We want to believe the American Dream is a reality for all people in the same way, because that is the story most of us were taught, and that many voices in our lives may reinforce. It is not that those efforts of Drew Brees’ grandfathers’ are not valuable or part of our national or personal history, but he acknowledged that it is not the only story, and that others who are people of color see how the promise of the flag has failed in their lives and their family’s lives, as US Citizens, and even veterans, on our own soil.

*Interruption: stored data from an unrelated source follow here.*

use crate::error::SimError;
use crate::foraging::{ForagingThreeTable, ForagingTwoTable};
use crate::rendezvous::RendezvousTable;
use crate::constants::{GRID_EPSILON, MAX_THRESHOLD_KG};
use crate::stats::Histogram;

pub const RENDEZVOUS_TITLE: &str = "Patrol wins (%) by speed ratio";
pub const FORAGING_TWO_TITLE: &str = "Average kg of fish eaten by max weight of first fish";
pub const FORAGING_THREE_TITLE: &str = "Average kg of Fish Eaten";
pub const ALWAYS_EAT_TITLE: &str = "Average kg of fish eaten when always eating first fish";

pub trait ChartSink {
    // One symmetric error bar per value.
    fn bar(
        &mut self,
        title: &str,
        labels: &[f64],
        values: &[f64],
        errors: Option<&[f64]>,
    ) -> Result<(), SimError>;

    fn histogram(&mut self, title: &str, histogram: &Histogram) -> Result<(), SimError>;

    fn scatter3d(
        &mut self,
        title: &str,
        axis_labels: [&str; 3],
        xs: &[f64],
        ys: &[f64],
        zs: &[f64],
    ) -> Result<(), SimError>;
}

pub fn render_rendezvous<S: ChartSink + ?Sized>(table: &RendezvousTable, sink: &mut S) -> Result<(), SimError> {
    sink.bar(RENDEZVOUS_TITLE, &table.ratios(), &table.percentages(), None)
}

pub fn render_foraging_two<S: ChartSink + ?Sized>(table: &ForagingTwoTable, sink: &mut S) -> Result<(), SimError> {
    let stdevs = table.stdevs();
    sink.bar(
        FORAGING_TWO_TITLE,
        &table.thresholds(),
        &table.means(),
        Some(&stdevs),
    )?;
    for retained in &table.retained {
        sink.histogram(&retained_title(retained.max_kg), &retained.histogram)?;
    }
    Ok(())
}

fn retained_title(max_kg: f64) -> String {
    if max_kg >= MAX_THRESHOLD_KG - GRID_EPSILON {
        return ALWAYS_EAT_TITLE.to_string();
    }
    format!(
        "Average kg of fish eaten when only eating first fish if no more than {:.1} kg",
        max_kg
    )
}

pub fn render_foraging_three<S: ChartSink + ?Sized>(table: &ForagingThreeTable, sink: &mut S) -> Result<(), SimError> {
    let xs: Vec<f64> = table.rows.iter().map(|r| r.first_max_kg).collect();
    let ys: Vec<f64> = table.rows.iter().map(|r| r.second_max_kg).collect();
    let zs: Vec<f64> = table.rows.iter().map(|r| r.mean).collect();
    sink.scatter3d(
        FORAGING_THREE_TITLE,
        ["1st fish max kgs", "2nd fish max kgs", "Mean fish eaten"],
        &xs,
        &ys,
        &zs,
    )
}
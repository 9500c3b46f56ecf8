use std::f64::consts::PI;
use std::fmt;

use serde::{Deserialize, Serialize};

// Radians, no range enforced.
#[derive(Debug, Clone, Copy, PartialEq, Serialize, Deserialize)]
pub struct GeoPoint {
    pub lat: f64,
    pub lon: f64,
}

impl GeoPoint {
    pub const fn new(lat: f64, lon: f64) -> Self {
        Self { lat, lon }
    }

    pub fn central_angle_to(&self, other: &GeoPoint) -> f64 {
        let cos_angle = self.lat.sin() * other.lat.sin()
            + self.lat.cos() * other.lat.cos() * (self.lon - other.lon).abs().cos();
        // Rounding can push the cosine past ±1 on coincident points.
        cos_angle.clamp(-1.0, 1.0).acos()
    }

    /// Uses `|lon1 - lon2|`, so the result always lies east of `self.lon`.
    /// That is exact when `other.lon >= self.lon`; otherwise the midpoint is
    /// taken towards `other` mirrored across `self.lon`. The operation is not
    /// commutative.
    pub fn midpoint(&self, other: &GeoPoint) -> GeoPoint {
        let dlon = (self.lon - other.lon).abs();
        let bx = other.lat.cos() * dlon.cos();
        let by = other.lat.cos() * dlon.sin();
        let lat = (self.lat.sin() + other.lat.sin())
            .atan2(((self.lat.cos() + bx).powi(2) + by.powi(2)).sqrt());
        let lon = self.lon + by.atan2(self.lat.cos() + bx);
        GeoPoint::new(lat, lon)
    }

    pub fn lat_over_pi(&self) -> f64 {
        self.lat / PI
    }

    pub fn lon_over_pi(&self) -> f64 {
        self.lon / PI
    }
}

impl fmt::Display for GeoPoint {
    fn fmt(&self, f: &mut fmt::Formatter<'_>) -> fmt::Result {
        write!(f, "lat: {}π, lon: {}π", self.lat_over_pi(), self.lon_over_pi())
    }
}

We have pressed the mute button on these voices for a long time, because we have the power to do so and they are not the stories we want to hear. As this news and these voices are multiplied in our media, I know many of you want to mute them, and I understand the desire to take breaks from it because it can be overwhelming. But this is a debt we have to our brothers and sisters in this country. It is like the sin of Jerusalem that Isaiah talks about in our text today and a “bondage to decay” Paul warns keeps us from truly experiencing freedom. So as Christians, in this land, I believe we are called to not only pay attention, but find ways we can join a movement that brings this freedom to our siblings in Christ and all tour neighbors in this land. That takes prayer and patience with each other, and we all need more of that when we address issues that have so many other interests and voices involved.

I think of “God Bless America” as a prayer and call for repentance and guidance, but these faithful and earnest hymns can often be used as way of wrapping the flag around our problems in the hopes that they will go away and things stay the same. I know many sing patriotic songs and hymns with the assumption that God blesses America more than other nations. Pride in our nation and all the good it has done and continues to do is important, but it doesn’t mean we don’t have problems and sins like other nations and all human beings. Patriotism shouldn’t distract us from being patriotic, which I think means always forming, refining, and reforming a “more perfect union”, as the founders of this American experiment intended.

The way that I live my faith is that our allegiance should not be to the status quo, when we have a God that calls for change and courage to stand up to empires, and the temptations of powers and principalities. Soldiers who have sacrificed for our country have done so with such courage. When we ask for God’s blessings it is not with the assumption of freedoms, but a call to the work of citizens that want America to live into its ideals, especially the ideals that are also Christian values like equality, human rights, and love of neighbor.

For many people especially African Americans, the triumphalism and demand for allegiance to flag and country, without full rights under the law, and with evidence that their lives don’t matter the same as other Americans, creates a separation between white America and their experience. It’s been over 150 years since Lincoln quoted Jesus, saying “a house divided cannot stand”, but unlike the Civil War, the civil unrest we are now entering into is about recognizing that race has been used to divide people in our country since its inception and continues to do so. This division must be remedied if our house is to stand tall, as the beacon I believe we all want it to be. That is the American Dream we need right now, one that combines and values all of our stories as we shape the future of an America that lives up to its promises.

So if we pray God Bless America, let’s remember that it is a prayer and a call for repentance. We all need that. The nation needs Christians to be a part of change not stand in the way of it, or step aside. The values of our Christian creed meet those called for in our national creed, in the ways we love and respect our neighbors. But let’s remember that our call is to God first, and that our nations and flags cannot become idols replacing the Lordship of Jesus Christ. We are shaped by his story more than any other, and I hope we hear our shepherd’s voice louder than any other in these days of racial reckoning, and in all the voices of those he invites us to hear.